> **Dataset entries**:
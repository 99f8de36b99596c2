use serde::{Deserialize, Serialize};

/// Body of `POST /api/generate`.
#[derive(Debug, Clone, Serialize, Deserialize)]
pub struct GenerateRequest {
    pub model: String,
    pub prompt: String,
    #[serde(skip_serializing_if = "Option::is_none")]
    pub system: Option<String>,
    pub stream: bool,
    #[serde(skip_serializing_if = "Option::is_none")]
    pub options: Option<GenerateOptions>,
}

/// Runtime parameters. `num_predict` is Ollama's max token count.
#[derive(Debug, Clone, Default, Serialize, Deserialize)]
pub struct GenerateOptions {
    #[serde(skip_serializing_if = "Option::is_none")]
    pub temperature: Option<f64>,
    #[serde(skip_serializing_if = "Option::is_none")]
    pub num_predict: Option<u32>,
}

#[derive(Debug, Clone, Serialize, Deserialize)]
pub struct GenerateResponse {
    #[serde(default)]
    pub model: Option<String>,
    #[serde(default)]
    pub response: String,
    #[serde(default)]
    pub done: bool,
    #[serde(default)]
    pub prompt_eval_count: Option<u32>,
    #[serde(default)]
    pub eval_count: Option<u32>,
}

> **Task statement**:
Which lines of the listing include the string "struct"? Pull them out.

> **Task response**:
pub struct GenerateRequest {
pub struct GenerateOptions {
pub struct GenerateResponse {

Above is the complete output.